Required work: Look through the data below and extract, unchanged, the lines from the one that contains "pub fn filtered<'u, F>(&self, viewer_id: &str, lookup: F)" to the one that contains "the local one.", both included.

Material provided section start

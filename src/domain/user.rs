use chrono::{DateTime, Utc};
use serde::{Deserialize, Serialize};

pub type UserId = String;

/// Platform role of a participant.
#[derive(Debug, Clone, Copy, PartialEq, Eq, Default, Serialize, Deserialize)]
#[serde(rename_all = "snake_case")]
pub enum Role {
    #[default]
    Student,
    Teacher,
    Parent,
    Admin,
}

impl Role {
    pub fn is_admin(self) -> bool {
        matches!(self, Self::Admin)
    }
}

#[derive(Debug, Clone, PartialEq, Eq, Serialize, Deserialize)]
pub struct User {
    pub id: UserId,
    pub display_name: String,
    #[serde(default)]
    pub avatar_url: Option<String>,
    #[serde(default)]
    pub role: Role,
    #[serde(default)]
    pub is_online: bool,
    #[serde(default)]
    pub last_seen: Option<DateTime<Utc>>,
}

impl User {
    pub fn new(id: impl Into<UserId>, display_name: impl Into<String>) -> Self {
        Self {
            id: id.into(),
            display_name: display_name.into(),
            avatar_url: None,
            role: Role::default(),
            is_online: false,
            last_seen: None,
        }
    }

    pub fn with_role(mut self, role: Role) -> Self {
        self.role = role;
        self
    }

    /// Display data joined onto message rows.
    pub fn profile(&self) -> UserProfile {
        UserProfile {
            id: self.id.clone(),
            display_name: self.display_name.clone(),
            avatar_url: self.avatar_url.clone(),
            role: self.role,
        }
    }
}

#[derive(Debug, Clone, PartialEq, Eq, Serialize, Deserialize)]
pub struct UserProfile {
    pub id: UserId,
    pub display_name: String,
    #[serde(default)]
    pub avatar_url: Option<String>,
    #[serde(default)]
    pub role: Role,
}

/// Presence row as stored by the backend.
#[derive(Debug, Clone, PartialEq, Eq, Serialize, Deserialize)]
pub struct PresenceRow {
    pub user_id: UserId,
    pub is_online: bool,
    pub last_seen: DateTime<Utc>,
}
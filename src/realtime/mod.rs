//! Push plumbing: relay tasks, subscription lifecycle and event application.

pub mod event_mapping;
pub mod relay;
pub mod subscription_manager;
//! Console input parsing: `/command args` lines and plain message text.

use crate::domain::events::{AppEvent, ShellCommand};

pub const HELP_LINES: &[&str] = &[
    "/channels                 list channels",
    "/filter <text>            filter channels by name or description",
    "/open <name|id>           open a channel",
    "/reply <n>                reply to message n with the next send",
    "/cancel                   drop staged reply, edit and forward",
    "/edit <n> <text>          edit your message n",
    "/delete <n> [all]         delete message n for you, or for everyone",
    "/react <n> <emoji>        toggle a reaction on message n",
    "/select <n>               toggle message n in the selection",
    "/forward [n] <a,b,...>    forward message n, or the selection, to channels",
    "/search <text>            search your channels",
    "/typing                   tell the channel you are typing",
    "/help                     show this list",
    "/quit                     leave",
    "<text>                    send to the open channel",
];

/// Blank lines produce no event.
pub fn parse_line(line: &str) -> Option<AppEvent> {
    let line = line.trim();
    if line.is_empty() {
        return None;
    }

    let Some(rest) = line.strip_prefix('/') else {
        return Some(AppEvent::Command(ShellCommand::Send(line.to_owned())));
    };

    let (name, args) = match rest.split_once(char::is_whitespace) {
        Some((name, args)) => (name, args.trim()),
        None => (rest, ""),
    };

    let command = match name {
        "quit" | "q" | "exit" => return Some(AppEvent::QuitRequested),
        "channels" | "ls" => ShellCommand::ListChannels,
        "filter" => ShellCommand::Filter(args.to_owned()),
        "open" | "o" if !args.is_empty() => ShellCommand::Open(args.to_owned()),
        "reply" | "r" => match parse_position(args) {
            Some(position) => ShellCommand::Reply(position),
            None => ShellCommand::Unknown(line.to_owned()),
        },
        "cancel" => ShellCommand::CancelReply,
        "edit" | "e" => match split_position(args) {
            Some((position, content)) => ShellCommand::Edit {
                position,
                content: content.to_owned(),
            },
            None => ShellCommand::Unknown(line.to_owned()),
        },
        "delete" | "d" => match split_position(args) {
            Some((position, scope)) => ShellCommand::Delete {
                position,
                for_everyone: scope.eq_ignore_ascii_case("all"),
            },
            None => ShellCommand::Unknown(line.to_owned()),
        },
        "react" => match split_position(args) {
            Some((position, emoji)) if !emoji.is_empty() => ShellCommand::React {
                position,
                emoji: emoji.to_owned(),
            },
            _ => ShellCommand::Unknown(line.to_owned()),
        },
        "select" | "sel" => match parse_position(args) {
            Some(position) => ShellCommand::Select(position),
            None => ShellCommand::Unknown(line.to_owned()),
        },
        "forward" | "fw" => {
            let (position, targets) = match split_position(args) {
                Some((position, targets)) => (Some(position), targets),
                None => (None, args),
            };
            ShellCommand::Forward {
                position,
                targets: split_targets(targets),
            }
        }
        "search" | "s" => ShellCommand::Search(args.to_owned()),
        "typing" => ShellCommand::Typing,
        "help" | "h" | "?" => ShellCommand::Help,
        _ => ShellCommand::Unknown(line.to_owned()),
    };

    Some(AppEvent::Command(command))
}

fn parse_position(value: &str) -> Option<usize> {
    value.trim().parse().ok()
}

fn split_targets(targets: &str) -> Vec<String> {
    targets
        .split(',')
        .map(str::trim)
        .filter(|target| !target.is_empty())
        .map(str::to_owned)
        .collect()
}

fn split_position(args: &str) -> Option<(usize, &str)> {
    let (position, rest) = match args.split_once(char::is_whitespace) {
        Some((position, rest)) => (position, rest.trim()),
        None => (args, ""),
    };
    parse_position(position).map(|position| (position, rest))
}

Material provided section end
Material provided section start

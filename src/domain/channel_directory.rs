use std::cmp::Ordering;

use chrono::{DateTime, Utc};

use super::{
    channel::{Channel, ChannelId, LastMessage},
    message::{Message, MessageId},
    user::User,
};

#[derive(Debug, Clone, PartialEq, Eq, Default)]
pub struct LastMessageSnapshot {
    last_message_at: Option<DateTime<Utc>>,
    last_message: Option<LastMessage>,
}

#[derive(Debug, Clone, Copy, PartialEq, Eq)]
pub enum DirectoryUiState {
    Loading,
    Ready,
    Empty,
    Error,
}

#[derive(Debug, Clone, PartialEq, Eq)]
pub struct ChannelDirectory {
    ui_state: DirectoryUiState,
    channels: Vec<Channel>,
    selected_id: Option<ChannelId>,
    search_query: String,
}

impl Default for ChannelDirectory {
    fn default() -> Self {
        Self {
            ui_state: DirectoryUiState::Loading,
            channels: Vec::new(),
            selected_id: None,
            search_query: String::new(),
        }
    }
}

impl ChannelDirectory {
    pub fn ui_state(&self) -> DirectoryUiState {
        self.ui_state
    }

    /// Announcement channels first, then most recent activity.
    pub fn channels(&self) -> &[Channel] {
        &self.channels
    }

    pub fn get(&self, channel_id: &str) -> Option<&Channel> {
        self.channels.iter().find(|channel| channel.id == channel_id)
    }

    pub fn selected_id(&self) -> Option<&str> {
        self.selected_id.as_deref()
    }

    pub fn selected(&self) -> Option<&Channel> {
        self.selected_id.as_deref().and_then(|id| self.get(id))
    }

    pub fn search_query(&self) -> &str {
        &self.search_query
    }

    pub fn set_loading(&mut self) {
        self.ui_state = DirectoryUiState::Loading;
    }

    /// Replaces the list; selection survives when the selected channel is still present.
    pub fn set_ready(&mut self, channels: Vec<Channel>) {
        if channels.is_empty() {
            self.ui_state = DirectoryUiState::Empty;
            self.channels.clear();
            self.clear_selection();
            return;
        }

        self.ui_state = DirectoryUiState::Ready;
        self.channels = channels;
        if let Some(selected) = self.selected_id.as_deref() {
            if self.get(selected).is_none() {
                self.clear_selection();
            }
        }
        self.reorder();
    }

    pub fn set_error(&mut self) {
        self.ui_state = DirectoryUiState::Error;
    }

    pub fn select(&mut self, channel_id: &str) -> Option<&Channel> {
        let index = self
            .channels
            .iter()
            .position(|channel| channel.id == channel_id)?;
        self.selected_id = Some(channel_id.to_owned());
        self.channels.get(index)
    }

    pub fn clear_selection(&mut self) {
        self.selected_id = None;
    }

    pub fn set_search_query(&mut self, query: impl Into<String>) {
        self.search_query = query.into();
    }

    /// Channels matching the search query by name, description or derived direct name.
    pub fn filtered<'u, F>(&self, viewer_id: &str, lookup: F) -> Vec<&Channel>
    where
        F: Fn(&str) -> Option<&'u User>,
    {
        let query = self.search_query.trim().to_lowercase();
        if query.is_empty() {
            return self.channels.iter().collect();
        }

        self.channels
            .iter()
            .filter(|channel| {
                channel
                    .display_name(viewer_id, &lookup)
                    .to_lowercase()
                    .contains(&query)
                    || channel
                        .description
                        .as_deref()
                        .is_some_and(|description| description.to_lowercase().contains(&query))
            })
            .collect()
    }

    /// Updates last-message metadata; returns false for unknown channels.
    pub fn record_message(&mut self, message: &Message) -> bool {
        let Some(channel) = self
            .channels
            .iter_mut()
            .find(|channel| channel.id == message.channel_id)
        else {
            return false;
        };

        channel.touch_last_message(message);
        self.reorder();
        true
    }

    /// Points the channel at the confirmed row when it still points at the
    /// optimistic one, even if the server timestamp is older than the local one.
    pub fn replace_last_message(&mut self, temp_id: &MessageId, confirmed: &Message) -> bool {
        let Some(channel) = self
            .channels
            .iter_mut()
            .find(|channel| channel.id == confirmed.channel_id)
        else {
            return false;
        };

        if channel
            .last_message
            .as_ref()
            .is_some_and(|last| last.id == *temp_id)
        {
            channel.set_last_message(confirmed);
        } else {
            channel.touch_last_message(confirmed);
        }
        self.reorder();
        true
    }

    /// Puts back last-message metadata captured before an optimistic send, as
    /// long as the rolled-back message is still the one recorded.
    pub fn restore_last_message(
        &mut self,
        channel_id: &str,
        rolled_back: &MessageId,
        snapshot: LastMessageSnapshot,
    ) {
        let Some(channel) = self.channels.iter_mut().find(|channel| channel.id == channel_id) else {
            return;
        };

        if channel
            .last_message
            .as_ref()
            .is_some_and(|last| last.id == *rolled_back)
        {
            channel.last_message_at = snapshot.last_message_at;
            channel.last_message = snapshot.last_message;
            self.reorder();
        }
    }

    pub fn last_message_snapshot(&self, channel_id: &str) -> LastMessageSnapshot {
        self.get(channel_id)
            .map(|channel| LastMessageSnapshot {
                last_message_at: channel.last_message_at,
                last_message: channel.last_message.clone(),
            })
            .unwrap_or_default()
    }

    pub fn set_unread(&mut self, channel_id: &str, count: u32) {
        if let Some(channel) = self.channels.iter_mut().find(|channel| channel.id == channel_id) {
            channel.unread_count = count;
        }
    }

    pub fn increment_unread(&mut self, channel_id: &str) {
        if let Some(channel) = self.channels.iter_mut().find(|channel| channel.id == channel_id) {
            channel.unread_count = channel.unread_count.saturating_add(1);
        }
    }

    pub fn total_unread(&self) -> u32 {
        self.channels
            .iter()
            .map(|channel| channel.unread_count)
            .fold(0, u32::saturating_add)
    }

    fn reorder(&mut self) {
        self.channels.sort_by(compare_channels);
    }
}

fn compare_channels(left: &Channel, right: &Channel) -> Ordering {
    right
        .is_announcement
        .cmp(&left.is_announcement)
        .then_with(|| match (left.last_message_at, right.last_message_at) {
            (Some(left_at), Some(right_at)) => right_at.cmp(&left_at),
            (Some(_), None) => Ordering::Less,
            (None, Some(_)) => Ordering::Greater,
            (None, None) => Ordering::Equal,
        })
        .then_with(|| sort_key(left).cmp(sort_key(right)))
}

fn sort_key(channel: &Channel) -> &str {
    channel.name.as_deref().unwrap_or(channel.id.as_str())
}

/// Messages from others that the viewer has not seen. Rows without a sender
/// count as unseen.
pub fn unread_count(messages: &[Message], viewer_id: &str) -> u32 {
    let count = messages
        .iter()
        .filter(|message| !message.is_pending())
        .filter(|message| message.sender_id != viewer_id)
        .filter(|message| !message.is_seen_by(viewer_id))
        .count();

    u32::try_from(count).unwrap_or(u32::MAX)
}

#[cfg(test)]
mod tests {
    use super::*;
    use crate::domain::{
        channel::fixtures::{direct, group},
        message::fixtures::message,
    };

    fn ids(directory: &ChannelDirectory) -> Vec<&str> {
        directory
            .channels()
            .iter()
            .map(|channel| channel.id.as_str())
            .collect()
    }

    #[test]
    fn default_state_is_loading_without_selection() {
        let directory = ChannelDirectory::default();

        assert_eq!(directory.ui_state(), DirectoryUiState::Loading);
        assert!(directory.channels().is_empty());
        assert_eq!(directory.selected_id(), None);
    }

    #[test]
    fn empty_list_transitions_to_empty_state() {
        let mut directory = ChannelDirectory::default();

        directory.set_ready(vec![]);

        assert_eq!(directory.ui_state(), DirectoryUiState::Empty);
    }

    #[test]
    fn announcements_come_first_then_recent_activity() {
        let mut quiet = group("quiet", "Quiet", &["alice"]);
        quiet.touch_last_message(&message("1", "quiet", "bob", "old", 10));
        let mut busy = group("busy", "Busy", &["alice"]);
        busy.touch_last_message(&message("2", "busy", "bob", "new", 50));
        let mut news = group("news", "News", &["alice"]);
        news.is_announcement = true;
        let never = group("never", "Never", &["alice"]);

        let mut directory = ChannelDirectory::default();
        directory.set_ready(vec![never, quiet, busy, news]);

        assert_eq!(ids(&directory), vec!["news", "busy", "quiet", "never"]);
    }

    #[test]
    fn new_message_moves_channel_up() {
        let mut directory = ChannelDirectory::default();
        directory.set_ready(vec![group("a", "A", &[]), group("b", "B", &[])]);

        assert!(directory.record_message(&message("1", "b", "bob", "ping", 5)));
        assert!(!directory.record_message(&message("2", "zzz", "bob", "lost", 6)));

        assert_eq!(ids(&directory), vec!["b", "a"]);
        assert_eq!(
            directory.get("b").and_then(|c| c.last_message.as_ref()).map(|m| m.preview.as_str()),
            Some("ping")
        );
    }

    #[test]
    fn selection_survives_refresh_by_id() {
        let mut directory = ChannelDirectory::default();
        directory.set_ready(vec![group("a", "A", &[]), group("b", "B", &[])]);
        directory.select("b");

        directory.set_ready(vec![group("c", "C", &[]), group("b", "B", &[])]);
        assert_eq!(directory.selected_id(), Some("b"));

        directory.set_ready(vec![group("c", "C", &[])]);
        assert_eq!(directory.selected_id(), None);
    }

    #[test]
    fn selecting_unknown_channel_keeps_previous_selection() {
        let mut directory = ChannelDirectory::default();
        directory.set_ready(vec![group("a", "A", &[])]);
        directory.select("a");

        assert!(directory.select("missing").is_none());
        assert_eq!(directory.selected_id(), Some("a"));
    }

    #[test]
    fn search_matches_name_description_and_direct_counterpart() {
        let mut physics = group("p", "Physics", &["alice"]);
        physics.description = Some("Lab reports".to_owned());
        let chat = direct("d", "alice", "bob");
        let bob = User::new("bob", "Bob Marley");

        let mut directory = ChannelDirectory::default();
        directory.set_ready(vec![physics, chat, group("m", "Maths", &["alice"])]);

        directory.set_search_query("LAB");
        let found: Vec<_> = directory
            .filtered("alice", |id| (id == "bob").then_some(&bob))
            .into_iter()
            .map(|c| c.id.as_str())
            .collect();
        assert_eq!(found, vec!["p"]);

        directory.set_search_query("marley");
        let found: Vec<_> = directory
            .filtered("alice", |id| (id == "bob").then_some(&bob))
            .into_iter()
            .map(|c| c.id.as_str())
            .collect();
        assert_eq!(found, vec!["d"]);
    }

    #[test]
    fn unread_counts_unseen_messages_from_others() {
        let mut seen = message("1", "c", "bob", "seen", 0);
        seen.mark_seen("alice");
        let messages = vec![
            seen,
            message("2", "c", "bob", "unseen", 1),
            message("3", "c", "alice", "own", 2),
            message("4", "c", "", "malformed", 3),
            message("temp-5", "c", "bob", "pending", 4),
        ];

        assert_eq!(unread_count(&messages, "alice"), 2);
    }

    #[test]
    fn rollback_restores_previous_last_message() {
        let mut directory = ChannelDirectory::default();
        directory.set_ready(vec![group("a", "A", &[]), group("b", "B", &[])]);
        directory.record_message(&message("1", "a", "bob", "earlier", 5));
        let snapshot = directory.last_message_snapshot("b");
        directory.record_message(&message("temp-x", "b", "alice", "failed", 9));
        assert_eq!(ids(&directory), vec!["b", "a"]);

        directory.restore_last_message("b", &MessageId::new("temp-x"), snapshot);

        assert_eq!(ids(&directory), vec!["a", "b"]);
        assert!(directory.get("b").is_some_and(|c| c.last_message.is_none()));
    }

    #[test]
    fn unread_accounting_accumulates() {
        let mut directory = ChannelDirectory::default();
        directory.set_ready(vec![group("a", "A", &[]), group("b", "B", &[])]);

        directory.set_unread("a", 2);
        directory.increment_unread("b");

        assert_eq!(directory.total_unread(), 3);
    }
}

Material provided section end

Answer box:
    pub fn filtered<'u, F>(&self, viewer_id: &str, lookup: F) -> Vec<&Channel>
    where
        F: Fn(&str) -> Option<&'u User>,
    {
        let query = self.search_query.trim().to_lowercase();
        if query.is_empty() {
            return self.channels.iter().collect();
        }

        self.channels
            .iter()
            .filter(|channel| {
                channel
                    .display_name(viewer_id, &lookup)
                    .to_lowercase()
                    .contains(&query)
                    || channel
                        .description
                        .as_deref()
                        .is_some_and(|description| description.to_lowercase().contains(&query))
            })
            .collect()
    }

    /// Updates last-message metadata; returns false for unknown channels.
    pub fn record_message(&mut self, message: &Message) -> bool {
        let Some(channel) = self
            .channels
            .iter_mut()
            .find(|channel| channel.id == message.channel_id)
        else {
            return false;
        };

        channel.touch_last_message(message);
        self.reorder();
        true
    }

    /// Points the channel at the confirmed row when it still points at the
    /// optimistic one, even if the server timestamp is older than the local one.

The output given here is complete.